FT-IR spectra recorded in experiments with dc+ corona (+19 kV) in (a) pure synthetic air, used as reference spectrum, and in synthetic air containing 500 ppm of the following VOCs: (b) n-hexane; (c) toluene; (d) CH2Br2; (e) CF2Br2.

In line FT-IR spectroscopy gives a comprehensive overview of the composition of the treated gas analyzed at the outlet of the corona reactor. Besides CO2 and CO, other species can be conveniently determined, including ozone, various nitrogen oxides and derivatives (N2O, HNO3, etc), and, depending on the specific VOC, also other volatile organic oxidation intermediates. A few examples, reported in Figure 10, show characteristic bands for VOC specific products such as formic acid in the case of toluene and CF2O in the case of CF2Br2.

The production of HNO3 is high and ozone is almost completely absent in corona discharge treatment of air containing bromo derivatives CH2Br2 and CF2Br2, (Figure 10 d and e). These observations have been explained considering reactions and catalytic cycles involving BrOx (x = 0, 1) and NOx (x = 1, 2) species [24], which have been extensively investigated as major contributors to the depletion of stratospheric ozone [42].

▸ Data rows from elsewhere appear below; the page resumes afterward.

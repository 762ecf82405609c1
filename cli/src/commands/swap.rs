use clap::Args;
use tempo_dex_sdk::amount::format_display;
use tempo_dex_sdk::contracts::selectors;
use tempo_dex_sdk::quote::NO_LIQUIDITY;
use tempo_dex_sdk::views::SwapForm;
use tempo_dex_sdk::{execute_swap, fetch_pool, fetch_quote, Error, ProgressTracker, QuoteState};

use crate::app::CliApp;
use crate::error::CliError;
use crate::utils::{confirm, finish_progress, follow_progress, print_success, resolve_token};

#[derive(Args, Clone)]
pub struct SwapCommand {
    /// Token to sell (key or symbol, e.g. TMETH)
    #[arg(short, long, default_value = "TmEth")]
    from: String,

    /// Token to buy (key or symbol, e.g. OMUSD)
    #[arg(short, long, default_value = "OmUsd")]
    to: String,

    /// Amount of the sold token
    #[arg(short, long, required_unless_present = "max")]
    amount: Option<String>,

    /// Sell 99.9% of the balance
    #[arg(long)]
    max: bool,

    /// Slippage tolerance in percent (0.1 to 50)
    #[arg(short, long)]
    slippage: Option<String>,

    /// Skip confirmation prompt
    #[arg(long)]
    yes: bool,

    /// Only quote the swap without executing it
    #[arg(long)]
    simulate: bool,
}

impl SwapCommand {
    pub async fn execute(self, app: &mut CliApp) -> Result<(), CliError> {
        let contracts = app.ready().await?;
        let assume_yes = self.yes || app.assume_yes;
        let default_slippage = app.config.settings.default_slippage;
        let context = app.context().await?;
        let tokens = context.config().tokens.clone();
        let network = context.config().constants.clone();

        let from = resolve_token(&tokens, &self.from)?.clone();
        let to = resolve_token(&tokens, &self.to)?.clone();

        let mut form = SwapForm::default().with_slippage(default_slippage);
        form.set_from(&from.key);
        form.set_to(&to.key);
        if let Some(slippage) = &self.slippage {
            form.set_slippage(slippage)?;
        }
        if self.max {
            let balances = context.session_mut().refresh_balances().await?;
            form.set_max(balances);
        } else if let Some(amount) = &self.amount {
            form.set_amount(amount);
        }

        form.quote = match fetch_quote(contracts.as_ref(), &from, &to, &form.amount).await {
            Ok(quote) => QuoteState::Ready(quote),
            Err(e @ (Error::InvalidAmount(_) | Error::InvalidInput(_))) => return Err(e.into()),
            Err(e) => {
                tracing::debug!("Quote failed: {}", e);
                QuoteState::NoLiquidity(NO_LIQUIDITY.to_string())
            }
        };

        let button = form.button(true, context.network().is_matched());
        if let QuoteState::Ready(quote) = &form.quote {
            println!("\nSwap {} {} for ~{} {}", quote.amount_in, from.symbol, form.output_text(), to.symbol);
            println!("Rate: 1 {} = {} {}", from.symbol, format_display(quote.exchange_rate), to.symbol);
            match fetch_pool(contracts.as_ref(), &from, &to, None).await {
                Ok(pool) => {
                    if let Some(impact) = quote.price_impact(pool.reserve_a, pool.reserve_b) {
                        println!("Price impact: {}%", impact);
                    }
                }
                Err(e) => tracing::debug!("Pool reserves unavailable: {}", e),
            }
            if let Some(minimum) = form.minimum_received() {
                println!("Minimum received: {} {} ({}% slippage)", format_display(minimum), to.symbol, form.slippage);
            }
        }
        if button.disabled {
            return Err(CliError::Blocked(button.text));
        }
        if self.simulate {
            return Ok(());
        }
        if !confirm("Execute this swap?", assume_yes)? {
            return Err(CliError::Cancelled);
        }

        let request = form.request(&tokens)?;
        let tracker = ProgressTracker::default();
        let printer = follow_progress(&tracker, network.clone());
        let result = execute_swap(contracts.as_ref(), &tracker, &request).await;
        finish_progress(tracker, printer, &network).await;

        let receipt = result?;
        context.record_transaction(receipt.tx_hash, &selectors::SWAP_EXACT_TOKENS_FOR_TOKENS);
        context.session_mut().refresh_balances().await?;
        print_success(&format!(
            "Swapped {} {} in block {}",
            request.amount_in,
            request.from.symbol,
            receipt
                .block_number
                .map(|b| b.to_string())
                .unwrap_or_else(|| "?".to_string())
        ));
        Ok(())
    }
}

/// Price a swap without sending anything
#[derive(Args, Clone)]
pub struct QuoteCommand {
    /// Token to sell (key or symbol)
    #[arg(short, long, default_value = "TmEth")]
    from: String,

    /// Token to buy (key or symbol)
    #[arg(short, long, default_value = "OmUsd")]
    to: String,

    /// Amount of the sold token
    #[arg(short, long)]
    amount: String,

    /// Slippage tolerance in percent, for the minimum received
    #[arg(short, long)]
    slippage: Option<String>,
}

impl QuoteCommand {
    pub async fn execute(self, app: &mut CliApp) -> Result<(), CliError> {
        SwapCommand {
            from: self.from,
            to: self.to,
            amount: Some(self.amount),
            max: false,
            slippage: self.slippage,
            yes: false,
            simulate: true,
        }
        .execute(app)
        .await
    }
}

4. VOC removal by means of barrier discharges

The experimental results obtained with a surface DBD reactor developed at INP Greifswald are reported. The discharge arrangement consists of two metal woven meshes and a dielectric plate (mica) in between the two electrodes [43]. As shown in Figure 11 the surface DBD arrangement (110 x 80 x 3 mm) was installed in a gastight chamber made of poly(methyl methacrylate) (PMMA) where the gas mixture to be treated (mixed from gas cylinders by means of mass flow controllers) was conveyed with a total gas flow of 75 LN/h. In order to vary the humidity of the gas mixture the partial gas flow from oxygen gas cylinder was directed through a water containing bubbler. Water content of around 0.5% was realized in this way. Most of the gas flows along the electrodes configuration instead of entering the active plasma region between the electrodes and the dielectric as depicted by the arrows in Figure 11 (right). An advantage of this configuration is the very small back pressure, which is desired for the treatment of large gas flows.

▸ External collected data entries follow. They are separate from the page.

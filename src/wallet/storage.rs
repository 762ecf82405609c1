use std::fs;
use std::path::{Path, PathBuf};

use aes_gcm::aead::{Aead, OsRng};
use aes_gcm::{Aes256Gcm, Key, KeyInit, Nonce};
use argon2::password_hash::{rand_core::RngCore, SaltString};
use argon2::{Argon2, PasswordHash, PasswordHasher, PasswordVerifier};
use serde::{Deserialize, Serialize};

use crate::error::Error;

const WALLET_EXTENSION: &str = "wallet";

/// Encrypted keystore entry stored on disk
#[derive(Serialize, Deserialize)]
struct EncryptedWalletData {
    /// Argon2 PHC string used to verify the password
    password_hash: String,
    /// Salt for the encryption key derivation (hex)
    key_salt: String,
    /// AES-256-GCM nonce (hex)
    nonce: String,
    /// Encrypted secret, a mnemonic or private key (hex)
    ciphertext: String,
    metadata: WalletMetadata,
}

/// Wallet metadata for display purposes
#[derive(Debug, Clone, PartialEq, Serialize, Deserialize)]
pub struct WalletMetadata {
    pub name: String,
    /// Checksummed `0x` address
    pub address: String,
    pub created_at: String,
    pub last_accessed: Option<String>,
}

/// Encrypted keystore directory
pub struct WalletStorage {
    storage_dir: PathBuf,
}

impl WalletStorage {
    /// Open the default keystore (`~/.tempo_dex/wallets`)
    pub fn new() -> Result<Self, Error> {
        Self::with_dir(Self::get_storage_directory()?)
    }

    /// Open a keystore rooted at `storage_dir`, creating it if needed
    pub fn with_dir(storage_dir: impl Into<PathBuf>) -> Result<Self, Error> {
        let storage_dir = storage_dir.into();
        if !storage_dir.exists() {
            fs::create_dir_all(&storage_dir)
                .map_err(|e| Error::Wallet(format!("Failed to create storage directory: {}", e)))?;
        }
        Ok(Self { storage_dir })
    }

    pub fn get_storage_directory() -> Result<PathBuf, Error> {
        let home_dir = dirs::home_dir()
            .ok_or_else(|| Error::Wallet("Could not determine home directory".to_string()))?;

        Ok(home_dir.join(".tempo_dex").join("wallets"))
    }

    pub fn storage_dir(&self) -> &Path {
        &self.storage_dir
    }

    pub fn has_saved_wallets(&self) -> Result<bool, Error> {
        Ok(!self.wallet_files()?.is_empty())
    }

    pub fn exists(&self, name: &str) -> bool {
        self.wallet_path(name).exists()
    }

    /// Metadata of every readable keystore entry, sorted by name
    pub fn list_wallets(&self) -> Result<Vec<WalletMetadata>, Error> {
        let mut wallets: Vec<WalletMetadata> = self
            .wallet_files()?
            .iter()
            .filter_map(|path| match Self::load_wallet_file(path) {
                Ok(data) => Some(data.metadata),
                Err(e) => {
                    tracing::warn!("Skipping unreadable wallet file {}: {}", path.display(), e);
                    None
                }
            })
            .collect();
        wallets.sort_by(|a, b| a.name.cmp(&b.name));
        Ok(wallets)
    }

    /// Encrypt `secret` under `password` and store it as `name`
    pub fn save_wallet(
        &self,
        name: &str,
        secret: &str,
        password: &str,
        address: &str,
    ) -> Result<WalletMetadata, Error> {
        Self::validate_name(name)?;
        self.validate_password(password)?;
        if self.exists(name) {
            return Err(Error::Wallet(format!("Wallet '{}' already exists", name)));
        }

        let salt = SaltString::generate(&mut OsRng);
        let password_hash = Argon2::default()
            .hash_password(password.as_bytes(), &salt)
            .map_err(|e| Error::Wallet(format!("Failed to hash password: {}", e)))?
            .to_string();

        let mut key_salt = [0u8; 16];
        OsRng.fill_bytes(&mut key_salt);
        let key = derive_key(password, &key_salt)?;

        let mut nonce_bytes = [0u8; 12];
        OsRng.fill_bytes(&mut nonce_bytes);
        let ciphertext = Aes256Gcm::new(&key)
            .encrypt(Nonce::from_slice(&nonce_bytes), secret.as_bytes())
            .map_err(|e| Error::Wallet(format!("Failed to encrypt wallet: {}", e)))?;

        let metadata = WalletMetadata {
            name: name.to_string(),
            address: address.to_string(),
            created_at: chrono::Utc::now().to_rfc3339(),
            last_accessed: None,
        };

        let data = EncryptedWalletData {
            password_hash,
            key_salt: hex::encode(key_salt),
            nonce: hex::encode(nonce_bytes),
            ciphertext: hex::encode(ciphertext),
            metadata: metadata.clone(),
        };
        self.write_wallet_file(name, &data)?;
        tracing::info!("Saved wallet '{}' ({})", name, address);

        Ok(metadata)
    }

    /// Decrypt the secret stored as `name`
    pub fn load_wallet(&self, name: &str, password: &str) -> Result<String, Error> {
        let path = self.wallet_path(name);
        if !path.exists() {
            return Err(Error::Wallet(format!("Wallet '{}' not found", name)));
        }
        let mut data = Self::load_wallet_file(&path)?;

        let parsed_hash = PasswordHash::new(&data.password_hash)
            .map_err(|e| Error::Wallet(format!("Failed to parse password hash: {}", e)))?;
        Argon2::default()
            .verify_password(password.as_bytes(), &parsed_hash)
            .map_err(|_| Error::Wallet("Invalid password".to_string()))?;

        let key_salt = decode_field("key_salt", &data.key_salt)?;
        let nonce = decode_field("nonce", &data.nonce)?;
        if nonce.len() != 12 {
            return Err(Error::Wallet("Corrupt wallet file: bad nonce".to_string()));
        }
        let ciphertext = decode_field("ciphertext", &data.ciphertext)?;

        let key = derive_key(password, &key_salt)?;
        let plaintext = Aes256Gcm::new(&key)
            .decrypt(Nonce::from_slice(&nonce), ciphertext.as_ref())
            .map_err(|e| Error::Wallet(format!("Failed to decrypt wallet: {}", e)))?;
        let secret = String::from_utf8(plaintext)
            .map_err(|e| Error::Wallet(format!("Invalid wallet data: {}", e)))?;

        data.metadata.last_accessed = Some(chrono::Utc::now().to_rfc3339());
        self.write_wallet_file(name, &data)?;

        Ok(secret)
    }

    pub fn delete_wallet(&self, name: &str) -> Result<(), Error> {
        let path = self.wallet_path(name);
        if !path.exists() {
            return Err(Error::Wallet(format!("Wallet '{}' not found", name)));
        }
        fs::remove_file(&path)
            .map_err(|e| Error::Wallet(format!("Failed to delete wallet file: {}", e)))?;
        tracing::info!("Deleted wallet '{}'", name);
        Ok(())
    }

    /// Passwords need 12+ characters mixing upper, lower, digit and symbol
    pub fn validate_password(&self, password: &str) -> Result<(), Error> {
        if password.chars().count() < 12 {
            return Err(Error::Wallet(
                "Password must be at least 12 characters long".to_string(),
            ));
        }
        if !password.chars().any(|c| c.is_uppercase()) {
            return Err(Error::Wallet(
                "Password must contain at least one uppercase letter".to_string(),
            ));
        }
        if !password.chars().any(|c| c.is_lowercase()) {
            return Err(Error::Wallet(
                "Password must contain at least one lowercase letter".to_string(),
            ));
        }
        if !password.chars().any(|c| c.is_ascii_digit()) {
            return Err(Error::Wallet(
                "Password must contain at least one number".to_string(),
            ));
        }
        if !password.chars().any(|c| !c.is_alphanumeric()) {
            return Err(Error::Wallet(
                "Password must contain at least one symbol".to_string(),
            ));
        }
        Ok(())
    }

    fn validate_name(name: &str) -> Result<(), Error> {
        let valid = !name.is_empty()
            && name
                .chars()
                .all(|c| c.is_ascii_alphanumeric() || c == '-' || c == '_');
        if !valid {
            return Err(Error::Wallet(format!(
                "Invalid wallet name '{}': use letters, digits, '-' or '_'",
                name
            )));
        }
        Ok(())
    }

    fn wallet_path(&self, name: &str) -> PathBuf {
        self.storage_dir
            .join(format!("{}.{}", name, WALLET_EXTENSION))
    }

    fn wallet_files(&self) -> Result<Vec<PathBuf>, Error> {
        if !self.storage_dir.exists() {
            return Ok(Vec::new());
        }
        let entries = fs::read_dir(&self.storage_dir)
            .map_err(|e| Error::Wallet(format!("Failed to read storage directory: {}", e)))?;

        let mut files = Vec::new();
        for entry in entries {
            let path = entry
                .map_err(|e| Error::Wallet(format!("Failed to read directory entry: {}", e)))?
                .path();
            if path.extension().map_or(false, |ext| ext == WALLET_EXTENSION) {
                files.push(path);
            }
        }
        Ok(files)
    }

    fn load_wallet_file(path: &Path) -> Result<EncryptedWalletData, Error> {
        let content = fs::read_to_string(path)
            .map_err(|e| Error::Wallet(format!("Failed to read wallet file: {}", e)))?;
        serde_json::from_str(&content)
            .map_err(|e| Error::Wallet(format!("Failed to parse wallet file: {}", e)))
    }

    fn write_wallet_file(&self, name: &str, data: &EncryptedWalletData) -> Result<(), Error> {
        let json = serde_json::to_string_pretty(data)?;
        fs::write(self.wallet_path(name), json)
            .map_err(|e| Error::Wallet(format!("Failed to write wallet file: {}", e)))
    }
}

fn derive_key(password: &str, salt: &[u8]) -> Result<Key<Aes256Gcm>, Error> {
    let mut key_bytes = [0u8; 32];
    Argon2::default()
        .hash_password_into(password.as_bytes(), salt, &mut key_bytes)
        .map_err(|e| Error::Wallet(format!("Failed to derive key: {}", e)))?;
    Ok(*Key::<Aes256Gcm>::from_slice(&key_bytes))
}

fn decode_field(field: &str, value: &str) -> Result<Vec<u8>, Error> {
    hex::decode(value).map_err(|e| Error::Wallet(format!("Corrupt wallet file ({}): {}", field, e)))
}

The plasma reactor was energized with a programmable high-voltage power source and a high-voltage transformer. The frequency of the applied voltage was ranged from 400 Hz to 1 kHz. The power dissipated into the plasma was analyzed by recording the high voltage operating the reactor via a high voltage probe. Additionally, the voltage drop over a capacitor (capacitance 100 nF), connected in series with the reactor between the grounded electrode and protected earth, was recorded. By multiplying the voltage drop over the capacitor by the capacitance the transferred charge was obtained.

Samples of the gas mixture were analyzed by Flame Ionization Detector (FID) (Testa FID-2010T), measuring the total amount of organic carbon present in the exhaust gas. Additionally, a Fourier Transform InfraRed spectrometer (FTIR) (Bruker Alpha, spectral resolution 1 cm-1, optical path length 5 m) was used to monitor the processed gas mixtures. The gas cell of the spectrometer was heated up to 40°C in order to avoid water condensation. Higher temperatures would be desirable to avoid water condensation but cannot be used otherwise ozone will decompose and give rise to sort of a “post-plasma” contribution to toluene oxidation which should be avoided.

Figure 11.

Experimental setup for toluene removal studies (left) and detailed horizontal cut view of the Surface DBD reactor (right).

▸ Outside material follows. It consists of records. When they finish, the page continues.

use clap::Args;
use colored::Colorize;
use tempo_dex_sdk::amount::format_display;
use tempo_dex_sdk::load_dashboard;
use tempo_dex_sdk::views::format_address;

use crate::app::CliApp;
use crate::error::CliError;
use crate::utils::{format_amount, print_table};

#[derive(Args, Clone)]
pub struct DashboardCommand {
    /// Hide tokens with a zero balance
    #[arg(long)]
    hide_zero: bool,
}

impl DashboardCommand {
    pub async fn execute(self, app: &mut CliApp) -> Result<(), CliError> {
        let contracts = app.ready().await?;
        let context = app.context().await?;
        let tokens = context.config().tokens.clone();
        let account = contracts.account();

        let dashboard = load_dashboard(contracts.as_ref(), account, &tokens).await;
        context.session_mut().refresh_balances().await?;
        let block = context.refresh_block_number().await;

        println!("\n{} {}", "Account:".bold(), format_address(account));
        if let Some(block) = block {
            println!("{} {}", "Block:".bold(), block);
        }

        let rows: Vec<Vec<String>> = tokens
            .iter()
            .filter_map(|token| {
                let balance = dashboard.balances.get(&token.key).copied().unwrap_or_default();
                if self.hide_zero && balance.is_zero() {
                    return None;
                }
                Some(vec![
                    token.symbol.clone(),
                    token.name.clone(),
                    format_amount(balance, token),
                ])
            })
            .collect();

        if rows.is_empty() {
            println!("No token balances found");
        } else {
            print_table(vec!["Token", "Name", "Balance"], rows);
        }

        println!("\n{} {}", "Total balance:".bold(), format_display(dashboard.total_balance()));
        println!("{} {}", "Pairs:".bold(), dashboard.pools.pair_count);
        println!("{} {}", "Total value locked:".bold(), format_display(dashboard.pools.tvl));
        Ok(())
    }
}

In order to obtain comparable results of the measurements under the selected conditions the operating voltage was chosen as the electrical parameter to be set for every measurement. The electrical data recorded during the experiments were investigated during the analysis procedure. The power input into the plasma reactor was calculated by integrating the area of the charge-voltage plot (Q-V plot) and multiplying the resulting value with the frequency of the applied voltage [44]. By this, it was found that the Q-V plots for different frequencies at the same driving voltage were almost identical.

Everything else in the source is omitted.